Вернее, чего он только не испытывал…
Увы, сейчас заглянуть в эти невероятные, туманные очи возможности не представилось: в кабинете Рокотов узрел только фигуру хозяина, одетого соответственно его собственным представлениям о моде и комфорте: поверх фрака у него был надет парчовый камзол, подпоясанный розовым шелковым кушаком; белые чулки и башмаки на высоких каблуках подчеркивали легкую кривизну ног. Особую гордость хозяина составляла длинная, на прусский манер, косица, которую он обильно посыпал пудрой.
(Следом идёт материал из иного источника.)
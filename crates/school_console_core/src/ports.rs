//! crates/school_console_core/src/ports.rs
//!
//! Defines the service contracts (traits) for the application's core logic.
//! These traits form the boundary of the hexagonal architecture, allowing the core
//! to be independent of the concrete HTTP transport and session persistence.

use async_trait::async_trait;

use crate::domain::{ImportReport, LoginCredentials, PersistedSession, Summary};
use crate::token::TokenError;

//=========================================================================================
// Generic Port Error and Result Types
//=========================================================================================

/// A generic error type for all port operations.
///
/// Every failure is recovered at a store boundary: stores translate these
/// into an `error` message field and a typed `Result`; nothing propagates
/// to the view layer as an uncaught fault.
#[derive(Debug, thiserror::Error)]
pub enum PortError {
    /// Bad credentials or a non-2xx response from the login endpoint.
    #[error("authentication failed: {0}")]
    AuthenticationFailed(String),

    /// The login endpoint returned a token we cannot decode. A trusted
    /// endpoint handing out garbage is a server contract violation.
    #[error("login returned an invalid token: {0}")]
    InvalidToken(#[source] TokenError),

    /// An operation was attempted with no valid bearer token. Raised before
    /// any network call is made.
    #[error("not authenticated")]
    Unauthenticated,

    /// A resource endpoint answered with a non-2xx status.
    #[error("remote call failed: HTTP {status}")]
    Remote { status: u16 },

    /// The request never produced an HTTP response (DNS, connect, timeout).
    #[error("network error: {0}")]
    Network(String),

    /// A catch-all for any other unexpected errors (e.g. session vault IO).
    #[error("an unexpected error occurred: {0}")]
    Unexpected(String),
}

/// A convenience type alias for `Result<T, PortError>`.
pub type PortResult<T> = Result<T, PortError>;

//=========================================================================================
// The Generic Collection Contract
//=========================================================================================

/// Builds the query-string pairs for a list request. Empty and blank fields
/// must be omitted entirely.
pub trait QueryFilters: Send + Sync {
    fn query_pairs(&self) -> Vec<(&'static str, String)>;
}

/// Filters for collections whose list endpoint takes no parameters.
#[derive(Debug, Clone, Copy, Default, PartialEq)]
pub struct NoFilters;

impl QueryFilters for NoFilters {
    fn query_pairs(&self) -> Vec<(&'static str, String)> {
        Vec::new()
    }
}

/// A remotely owned collection entity. One implementation per managed
/// entity (schools, classes, students, teachers); the resource stores and
/// the REST adapter are written once against this contract.
pub trait Resource: Clone + Send + Sync + 'static {
    /// Server-assigned identifier.
    type Id: Clone + PartialEq + std::fmt::Display + Send + Sync;
    /// Payload accepted by the create endpoint.
    type Create: Send + Sync;
    /// Payload accepted by the update endpoint.
    type Update: Send + Sync;
    /// Server-side list filters.
    type Filters: QueryFilters + Default + Clone;

    /// Short lowercase name used in log lines and error messages.
    const NAME: &'static str;

    fn id(&self) -> Self::Id;
}

//=========================================================================================
// Service Ports (Traits)
//=========================================================================================

#[async_trait]
pub trait AuthApi: Send + Sync {
    /// Exchanges credentials for a bearer token. Non-2xx responses map to
    /// `PortError::AuthenticationFailed`; the token is returned raw and is
    /// decoded by the caller.
    async fn login(&self, credentials: &LoginCredentials) -> PortResult<String>;
}

/// The remote CRUD surface of one collection. Every call carries the bearer
/// token; implementations must map non-2xx statuses to `PortError::Remote`.
#[async_trait]
pub trait CollectionApi<R: Resource>: Send + Sync {
    async fn list(&self, token: &str, filters: &R::Filters) -> PortResult<Vec<R>>;

    async fn create(&self, token: &str, data: &R::Create) -> PortResult<R>;

    /// Returns the server's full representation of the updated entity, not
    /// an echo of the submitted patch.
    async fn update(&self, token: &str, id: &R::Id, data: &R::Update) -> PortResult<R>;

    async fn delete(&self, token: &str, id: &R::Id) -> PortResult<()>;
}

#[async_trait]
pub trait ReportsApi: Send + Sync {
    /// Aggregate entity counts for the dashboard.
    async fn summary(&self, token: &str) -> PortResult<Summary>;

    /// Bulk-imports students from a spreadsheet. The remote endpoint takes
    /// multipart form data under the fixed field name `file`.
    async fn import_students(
        &self,
        token: &str,
        file_name: &str,
        bytes: Vec<u8>,
    ) -> PortResult<ImportReport>;

    /// Bulk-imports staff; same multipart contract as `import_students`.
    async fn import_staff(
        &self,
        token: &str,
        file_name: &str,
        bytes: Vec<u8>,
    ) -> PortResult<ImportReport>;

    /// Downloads the student import template (binary spreadsheet).
    async fn student_template(&self, token: &str) -> PortResult<Vec<u8>>;

    /// Downloads the staff import template.
    async fn staff_template(&self, token: &str) -> PortResult<Vec<u8>>;
}

/// Durable key-value mirror of the session, read once at startup and
/// rewritten on every session transition. Synchronous by design: the
/// backing store is a couple of local entries, not a network service.
pub trait SessionVault: Send + Sync {
    fn load(&self) -> PortResult<Option<PersistedSession>>;

    fn store(&self, session: &PersistedSession) -> PortResult<()>;

    fn clear(&self) -> PortResult<()>;
}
Сам Струйский был полноват, однако у него было худощавое лицо, исступленно-горячечные глаза и безвольный рот, выдававший натуру сумасброда, эгоиста и неврастеника.
Сейчас этот рот нервно кривился, а глаза были затуманены слезами.
– Рокотов! – воскликнул Струйский, увидев на пороге гостя. – Ты вовремя! Ты всегда приходишь вовремя! Муза осенила меня крылом своим легкокрылым!
Струйский нахмурился. «Осенила легкокрылым крылом» – вышло как-то неладно и нескладно…
– Крылом своим благодатным осенила меня муза! – пылко поправился он. – Вложила в десницу мою стило свое и направила мысли мои ко сложению стиха! Вот послушай!
Он широко размахнул рукой, так что с кружевной манжеты посыпалась пыль, и снял с конторки кругом исчерканный листок. Подошел поближе к свече и поднес листок к глазам. Откашлялся, готовясь начать…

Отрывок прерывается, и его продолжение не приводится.